Interactive floor plan: Gallery House
The blending of art and architecture is an oft-cited goal for residential projects. Some of the greatest contemporary houses have achieved their status through the presence of space for the display and contemplation of art, taking the sensibility of the art gallery into the domestic realm.
Luke Ogrydziak and Zoë Prillinger of San Francisco-based Ogrydziak / Prillinger architects have taken this approach to the limit with their new Gallery House, a residence designed for two art collectors as a place to live and display a major collection of contemporary female artists. On the fringes of the city's South Park, the house occupies an infill site, with a generous living space set behind an extravagant façade.

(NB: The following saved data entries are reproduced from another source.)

use std::ops::Range;

use crate::{
    block::{Block, BlockType, StyledText},
    codec::{decode, encode},
    error::MarginaliaError,
};

/// The block sequence of one text field: a note chapter, or a flashcard question, hint or answer.
///
/// Keeps an index of its string-based blocks for search. Every mutation goes through this type so
/// the index is rebuilt whenever the sequence changes.
#[derive(Clone, Debug, Default, PartialEq)]
pub struct CodedTextViewContents {
    blocks: Vec<Block>,
    text_blocks: Vec<usize>,
}

impl CodedTextViewContents {
    pub fn new(blocks: Vec<Block>) -> CodedTextViewContents {
        let mut contents = CodedTextViewContents {
            blocks,
            text_blocks: Vec::new(),
        };
        contents.reindex();
        contents
    }

    /// One unstyled text block holding `text`.
    pub fn from_plain_text<S: Into<String>>(text: S) -> CodedTextViewContents {
        CodedTextViewContents::new(vec![Block::text_block(text)])
    }

    /// Build a field from one text storage and its block layout. Block `i` covers `layout[i].1`
    /// of `storage`.
    pub fn from_storage(
        storage: &StyledText,
        layout: &[(BlockType, Range<usize>)],
    ) -> Result<CodedTextViewContents, MarginaliaError> {
        let blocks = layout
            .iter()
            .map(|(block_type, range)| Block::from_storage(*block_type, storage, range.clone()))
            .collect::<Result<Vec<_>, _>>()?;
        Ok(CodedTextViewContents::new(blocks))
    }

    pub fn decode(bytes: &[u8]) -> Result<CodedTextViewContents, MarginaliaError> {
        Ok(CodedTextViewContents::new(decode(bytes)?))
    }

    /// Decode `bytes`, falling back to an empty field when they are unreadable. For callers that
    /// must show something rather than fail.
    pub fn decode_or_empty(bytes: &[u8]) -> CodedTextViewContents {
        match CodedTextViewContents::decode(bytes) {
            Ok(contents) => contents,
            Err(e) => {
                tracing::warn!("Stored text field could not be decoded, showing it empty: {e}");
                CodedTextViewContents::default()
            }
        }
    }

    pub fn encode(&self) -> Result<Vec<u8>, MarginaliaError> {
        encode(&self.blocks)
    }

    pub fn blocks(&self) -> &[Block] {
        &self.blocks
    }

    pub fn into_blocks(self) -> Vec<Block> {
        self.blocks
    }

    pub fn len(&self) -> usize {
        self.blocks.len()
    }

    pub fn is_empty(&self) -> bool {
        self.blocks.is_empty()
    }

    /// Positions of the string-based blocks, in order.
    pub fn text_block_indexes(&self) -> &[usize] {
        &self.text_blocks
    }

    pub fn text_blocks(&self) -> impl Iterator<Item = &Block> + '_ {
        self.text_blocks.iter().map(|idx| &self.blocks[*idx])
    }

    /// Text of the string-based blocks, one per line.
    pub fn plain_text(&self) -> String {
        self.text_blocks()
            .map(Block::text)
            .collect::<Vec<_>>()
            .join("\n")
    }

    /// The string-based blocks joined into one storage, newline separated, runs kept.
    pub fn flatten(&self) -> StyledText {
        let mut storage = StyledText::default();
        for (n, block) in self.text_blocks().enumerate() {
            if n > 0 {
                storage.append(&StyledText::new("\n"));
            }
            if let Some(content) = block.styled_text() {
                storage.append(content);
            }
        }
        storage
    }

    pub fn push(&mut self, block: Block) {
        self.blocks.push(block);
        self.reindex();
    }

    pub fn insert(&mut self, idx: usize, block: Block) -> Result<(), MarginaliaError> {
        if idx > self.blocks.len() {
            return Err(MarginaliaError::InvalidEdit(format!(
                "cannot insert block at {idx}, field has {} blocks",
                self.blocks.len()
            )));
        }
        self.blocks.insert(idx, block);
        self.reindex();
        Ok(())
    }

    pub fn remove(&mut self, idx: usize) -> Option<Block> {
        if idx >= self.blocks.len() {
            return None;
        }
        let removed = self.blocks.remove(idx);
        self.reindex();
        Some(removed)
    }

    /// Swap the block at `idx` for `block`, returning the old one.
    pub fn replace(&mut self, idx: usize, block: Block) -> Result<Block, MarginaliaError> {
        let slot = self.blocks.get_mut(idx).ok_or_else(|| {
            MarginaliaError::NotFound(format!("no block at {idx}"))
        })?;
        let old = std::mem::replace(slot, block);
        self.reindex();
        Ok(old)
    }

    /// Edit the block at `idx` in place.
    pub fn update<F: FnOnce(&mut Block)>(
        &mut self,
        idx: usize,
        edit: F,
    ) -> Result<(), MarginaliaError> {
        let block = self
            .blocks
            .get_mut(idx)
            .ok_or_else(|| MarginaliaError::NotFound(format!("no block at {idx}")))?;
        edit(block);
        self.reindex();
        Ok(())
    }

    /// If the text block at `idx` starts with a markdown trigger, strip it and convert the block.
    /// Returns the new kind when a conversion happened.
    pub fn apply_markdown_trigger(
        &mut self,
        idx: usize,
    ) -> Result<Option<BlockType>, MarginaliaError> {
        let Some(Block::Text(content)) = self.blocks.get(idx) else {
            return Ok(None);
        };
        let Some((block_type, strip)) = BlockType::detect_markdown_prefix(content.text()) else {
            return Ok(None);
        };
        let mut content = content.clone();
        content.delete(0..strip);
        let converted = Block::new(block_type, content)?;
        tracing::debug!("block {idx} converted to {block_type} by markdown trigger");
        self.replace(idx, converted)?;
        Ok(Some(block_type))
    }

    fn reindex(&mut self) {
        self.text_blocks = self
            .blocks
            .iter()
            .enumerate()
            .filter(|(_, block)| block.is_string_based())
            .map(|(idx, _)| idx)
            .collect();
    }
}

impl From<Vec<Block>> for CodedTextViewContents {
    fn from(blocks: Vec<Block>) -> Self {
        CodedTextViewContents::new(blocks)
    }
}
//! Performance benchmarks for the note codec and outline edits
//!
//! Run with: cargo bench

use criterion::{black_box, criterion_group, criterion_main, Criterion};
use marginalia_core::{
    block::{Block, BlockType, StyledText},
    chapter::Chapter,
    codec::{decode, encode, CodedTextViewContents},
    outline::{OutlineContainer, TocEntry},
    style::InlineStyle,
};

// A long note: alternating headers, styled paragraphs and list items.
fn long_note(blocks: usize) -> Vec<Block> {
    (0..blocks)
        .map(|n| match n % 3 {
            0 => Block::new(BlockType::Header2, format!("Section {n}")).unwrap(),
            1 => {
                let mut text = StyledText::new(
                    "A paragraph with a few styled words and a link to page forty two.",
                );
                text.set_style(2..11, InlineStyle::Bold, true);
                text.set_style(19..25, InlineStyle::Italic, true);
                text.set_page_link(33..65, Some(41));
                Block::Text(text)
            }
            _ => Block::new(BlockType::List, "a list item").unwrap(),
        })
        .collect()
}

fn book_outline(chapters: usize) -> OutlineContainer {
    let mut entries = vec![TocEntry::new("Root", 0, 0)];
    for n in 0..chapters {
        entries.push(TocEntry::new(format!("Chapter {n}"), (n * 10) as i64, 1));
        for s in 0..4 {
            entries.push(TocEntry::new(format!("Section {s}"), (n * 10 + s) as i64, 2));
        }
    }
    OutlineContainer::from_toc(entries, 1)
}

fn bench_encode(c: &mut Criterion) {
    let blocks = long_note(300);
    c.bench_function("encode_300_blocks", |b| {
        b.iter(|| encode(black_box(&blocks)).unwrap())
    });
}

fn bench_decode(c: &mut Criterion) {
    let bytes = encode(&long_note(300)).unwrap();
    c.bench_function("decode_300_blocks", |b| {
        b.iter(|| decode(black_box(&bytes)).unwrap())
    });
}

fn bench_flatten(c: &mut Criterion) {
    let contents = CodedTextViewContents::new(long_note(300));
    c.bench_function("flatten_300_blocks", |b| b.iter(|| contents.flatten()));
}

fn bench_outline_edit(c: &mut Criterion) {
    let outline = book_outline(100);
    let first = outline.item_at(&Chapter::new([0])).unwrap().id;
    c.bench_function("add_child_to_first_of_500_items", |b| {
        b.iter(|| {
            let mut outline = outline.clone();
            outline.add_child(black_box(&first), "New Chapter").unwrap()
        })
    });
}

criterion_group!(
    benches,
    bench_encode,
    bench_decode,
    bench_flatten,
    bench_outline_edit
);
criterion_main!(benches);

The design methodology was to carve up the available space into a series of solids and voids, an approach expressed by bespoke elements scattered throughout the scheme, from the angular façade with its orthogonal framework of slender steels, to the organically eroded void of the basin in the master bathroom, to the faceted plinths that act as seats in the art-strewn roof garden.
That façade isn't just a random composition; the forms are drawn from an analysis of the trees in the adjacent park - what the architects call its 'organic morphology'. The ground floor space is given over to a dedicated gallery, for the clients' own collection, the collections of friends as well as gallery talks and events. A bold steel box enclosing the staircase rises up to the private quarters. Behind the faceted screen, large panes of glass can be slid to one side, opening up the house to the park.
The interior spaces are a mix of gallery-quality purity and functionalism, interspersed with large volumes of open plan space. Services are tucked away into freestanding cores, allowing long vistas that run the length of the deep site.
Exposed steel beams and floor plates are paired with steel staircases and industrial mesh balustrades; even the kitchen is a paean to pared-down utility, its grey folded countertops offset by a wall-mounted LED sign by Jenny Holzer.
Artworks animate the space, including pieces by Louise Bourgeois, Tracey Emin, Candida Hofer, Rebecca Horn and Rachel Whiteread, making this private gallery space a place of contemplation, despite the inherent toughness of materials and forms.